Methods: A dosing regimen of SC golimumab 30 mg/m² (maximum 50 mg) q4w + MTX in pediatric patients with JIA was predicted to be equivalent to SC golimumab 50 mg q4w + MTX in adult RA patients .  GO-KIDS is a randomized-withdrawal, double-blind, placebo-controlled, parallel-group, multicenter Phase 3 trial of SC golimumab 30 mg/m² (maximum 50 mg) q4w + MTX in pediatric patients aged 2 to < 18 years old with active JIA despite current MTX therapy. PK, safety, and efficacy evaluations were performed every 4 weeks.  Serum golimumab trough concentrations for 119 patients were determined via a validated, specific and sensitive immunoassay at weeks 0, 4, 8, 12 and 16 and were summarized by age.

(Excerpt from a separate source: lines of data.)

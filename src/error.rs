/// Centralized error types for codebase-rag using thiserror
///
/// Retrieval stages degrade instead of failing (see `search`), so most of these
/// surface only from construction, configuration, validation and ingestion paths.
use thiserror::Error;

/// Main error type for the RAG system
#[derive(Error, Debug)]
pub enum RagError {
    #[error("Embedding error: {0}")]
    Embedding(#[from] EmbeddingError),

    #[error("Vector database error: {0}")]
    VectorDb(#[from] VectorDbError),

    #[error("Generation error: {0}")]
    Generation(#[from] GenerationError),

    #[error("Configuration error: {0}")]
    Config(#[from] ConfigError),

    #[error("Validation error: {0}")]
    Validation(#[from] ValidationError),

    #[error("Cache error: {0}")]
    Cache(#[from] CacheError),

    #[error("Search error: {0}")]
    Search(#[from] SearchError),

    #[error("IO error: {0}")]
    Io(#[from] std::io::Error),

    #[error("{0}")]
    Other(String),
}

/// Errors related to embedding generation
#[derive(Error, Debug)]
pub enum EmbeddingError {
    #[error("Failed to initialize embedding model: {0}")]
    InitializationFailed(String),

    #[error("Failed to generate embeddings: {0}")]
    GenerationFailed(String),

    #[error("Unknown embedding model: {0}")]
    UnknownModel(String),

    #[error("Invalid embedding dimension: expected {expected}, got {actual}")]
    DimensionMismatch { expected: usize, actual: usize },

    #[error("Model lock was poisoned: {0}")]
    LockPoisoned(String),
}

/// Errors related to vector index operations
#[derive(Error, Debug)]
pub enum VectorDbError {
    #[error("Failed to connect to vector database: {0}")]
    ConnectionFailed(String),

    #[error("Failed to store chunks for codebase '{codebase}': {reason}")]
    StoreFailed { codebase: String, reason: String },

    #[error("Failed to search codebase '{codebase}': {reason}")]
    SearchFailed { codebase: String, reason: String },

    #[error("Failed to delete codebase '{0}'")]
    DeleteFailed(String),

    #[error("Unsupported vector database backend: {0}")]
    UnsupportedBackend(String),
}

/// Errors raised by text generation backends (HyDE, translation, relevance judging)
#[derive(Error, Debug)]
pub enum GenerationError {
    #[error("{backend} request failed: {reason}")]
    RequestFailed { backend: String, reason: String },

    #[error("{backend} returned HTTP {status}: {body}")]
    HttpStatus {
        backend: String,
        status: u16,
        body: String,
    },

    #[error("{0} returned an empty response")]
    EmptyResponse(String),
}

/// Errors related to configuration
#[derive(Error, Debug)]
pub enum ConfigError {
    #[error("Failed to load configuration file: {0}")]
    LoadFailed(String),

    #[error("Failed to parse configuration: {0}")]
    ParseFailed(String),

    #[error("Invalid configuration value for '{key}': {reason}")]
    InvalidValue { key: String, reason: String },

    #[error("Failed to save configuration: {0}")]
    SaveFailed(String),

    #[error("Configuration file not found: {0}")]
    FileNotFound(String),
}

/// Errors related to input validation
#[derive(Error, Debug)]
pub enum ValidationError {
    #[error("Invalid codebase name: {0}")]
    InvalidCodebaseName(String),

    #[error("{field} must be {constraint}, got {actual}")]
    ConstraintViolation {
        field: String,
        constraint: String,
        actual: String,
    },

    #[error("Empty {0}")]
    Empty(String),
}

/// Errors related to cache operations
#[derive(Error, Debug)]
pub enum CacheError {
    #[error("Failed to load cache from '{path}': {reason}")]
    LoadFailed { path: String, reason: String },

    #[error("Failed to save cache to '{path}': {reason}")]
    SaveFailed { path: String, reason: String },
}

/// Structured failures of a whole search call.
///
/// Each variant carries the original query and codebase so callers can report
/// which request failed without keeping their own copy.
#[derive(Error, Debug)]
pub enum SearchError {
    #[error("Search for '{query}' in codebase '{codebase_name}' timed out after {secs} seconds")]
    TimedOut {
        query: String,
        codebase_name: String,
        secs: u64,
    },
}

// Conversion from anyhow::Error to RagError
impl From<anyhow::Error> for RagError {
    fn from(err: anyhow::Error) -> Self {
        RagError::Other(format!("{:#}", err))
    }
}

impl RagError {
    /// Create a new error from a string message
    pub fn other(msg: impl Into<String>) -> Self {
        RagError::Other(msg.into())
    }

    /// Convert to a user-facing error string suitable for MCP responses
    pub fn to_user_string(&self) -> String {
        format!("{}", self)
    }

    /// Check if this is a user error (validation, bad config value) vs system error
    pub fn is_user_error(&self) -> bool {
        matches!(
            self,
            RagError::Validation(_) | RagError::Config(ConfigError::InvalidValue { .. })
        )
    }

    /// Check if this error is retryable
    pub fn is_retryable(&self) -> bool {
        matches!(
            self,
            RagError::VectorDb(VectorDbError::ConnectionFailed(_))
                | RagError::Generation(GenerationError::RequestFailed { .. })
                | RagError::Search(SearchError::TimedOut { .. })
                | RagError::Io(_)
        )
    }
}

#[cfg(test)]
mod tests {
    use super::*;

    #[test]
    fn test_error_display() {
        let err = RagError::Validation(ValidationError::Empty("codebase_name".to_string()));
        assert_eq!(err.to_string(), "Validation error: Empty codebase_name");
    }

    #[test]
    fn test_error_from_io() {
        let io_err = std::io::Error::new(std::io::ErrorKind::NotFound, "file not found");
        let rag_err: RagError = io_err.into();
        assert!(matches!(rag_err, RagError::Io(_)));
    }

    #[test]
    fn test_error_from_anyhow() {
        let anyhow_err = anyhow::anyhow!("test error");
        let rag_err: RagError = anyhow_err.into();
        assert!(matches!(rag_err, RagError::Other(_)));
    }

    #[test]
    fn test_is_user_error() {
        let user_err =
            RagError::Validation(ValidationError::InvalidCodebaseName("a b".to_string()));
        assert!(user_err.is_user_error());

        let system_err = RagError::Io(std::io::Error::new(std::io::ErrorKind::NotFound, "test"));
        assert!(!system_err.is_user_error());
    }

    #[test]
    fn test_is_retryable() {
        let retryable = RagError::Search(SearchError::TimedOut {
            query: "q".to_string(),
            codebase_name: "c".to_string(),
            secs: 5,
        });
        assert!(retryable.is_retryable());

        let not_retryable = RagError::Validation(ValidationError::Empty("query".to_string()));
        assert!(!not_retryable.is_retryable());
    }

    #[test]
    fn test_timed_out_carries_request_context() {
        let err = SearchError::TimedOut {
            query: "authenticate user".to_string(),
            codebase_name: "backend".to_string(),
            secs: 30,
        };
        assert_eq!(
            err.to_string(),
            "Search for 'authenticate user' in codebase 'backend' timed out after 30 seconds"
        );
    }

    #[test]
    fn test_generation_http_status() {
        let err = GenerationError::HttpStatus {
            backend: "openai".to_string(),
            status: 429,
            body: "rate limited".to_string(),
        };
        assert_eq!(err.to_string(), "openai returned HTTP 429: rate limited");
    }

    #[test]
    fn test_vector_db_store_failed() {
        let err = VectorDbError::StoreFailed {
            codebase: "demo".to_string(),
            reason: "schema mismatch".to_string(),
        };
        assert_eq!(
            err.to_string(),
            "Failed to store chunks for codebase 'demo': schema mismatch"
        );
    }

    #[test]
    fn test_validation_error_constraint() {
        let err = ValidationError::ConstraintViolation {
            field: "top_k".to_string(),
            constraint: "between 1 and 50".to_string(),
            actual: "0".to_string(),
        };
        assert_eq!(err.to_string(), "top_k must be between 1 and 50, got 0");
    }

    #[test]
    fn test_error_chain() {
        let embedding_err = EmbeddingError::GenerationFailed("model error".to_string());
        let rag_err: RagError = embedding_err.into();
        assert!(matches!(rag_err, RagError::Embedding(_)));
        assert_eq!(
            rag_err.to_string(),
            "Embedding error: Failed to generate embeddings: model error"
        );
    }
}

Results: Treatment with SC golimumab 30 mg/m² q4w resulted in median trough serum golimumab concentrations of 1.05 to 1.28 µg/mL at steady state in three different age groups of JIA patients (Table). The steady-state trough concentrations in patients with JIA  were similar to that seen in adult RA patients (median: 0.93 µg/mL; mean [SD]: 1.17 [0.99] µg/mL) who received golimumab 50 mg + MTX.

Conclusion:   The study results confirmed that serum golimumab exposure in pediatric patients with JIA following administration of 30 mg/m² q4w was similar to that observed with 50 mg q4w in the adult RA population and was consistent across the various age groups studied.